» WORK INSTRUCTION
Gather all lines from the material that contain "Result".

══════

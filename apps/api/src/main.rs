mod config;
mod errors;
mod llm_client;
mod models;
mod research;
mod routes;
mod state;

use std::net::SocketAddr;
use std::sync::Arc;

use anyhow::Result;
use tower_http::{cors::CorsLayer, trace::TraceLayer};
use tracing::{info, warn};
use tracing_subscriber::{layer::SubscriberExt, util::SubscriberInitExt, EnvFilter};

use crate::config::Config;
use crate::llm_client::LlmClient;
use crate::routes::build_router;
use crate::state::AppState;

#[tokio::main]
async fn main() -> Result<()> {
    // Load configuration first (fails only on malformed values)
    let config = Config::from_env()?;

    // Initialize structured logging
    tracing_subscriber::registry()
        .with(EnvFilter::try_from_default_env().unwrap_or_else(|_| {
            EnvFilter::new(format!("{}={}", env!("CARGO_CRATE_NAME"), &config.rust_log))
        }))
        .with(tracing_subscriber::fmt::layer())
        .init();

    info!("Starting Dossier API v{}", env!("CARGO_PKG_VERSION"));

    // Initialize LLM client
    let llm = LlmClient::new(config.llm.clone())?;
    if config.llm.has_api_key() {
        info!(
            "LLM client initialized (model: {}, timeout: {}s)",
            config.llm.model, config.llm.timeout_secs
        );
    } else {
        warn!("No PERPLEXITY_API_KEY configured; every report will be illustrative");
    }

    let state = AppState::new(Arc::new(llm));

    // Build router
    let app = build_router(state)
        .layer(TraceLayer::new_for_http())
        .layer(CorsLayer::permissive()); // the UI is served from a different origin

    let addr: SocketAddr = format!("0.0.0.0:{}", config.port).parse()?;
    info!("Listening on {addr}");

    let listener = tokio::net::TcpListener::bind(addr).await?;
    axum::serve(listener, app).await?;

    Ok(())
}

══════

» ANSWER BOX
use anyhow::Result;
async fn main() -> Result<()> {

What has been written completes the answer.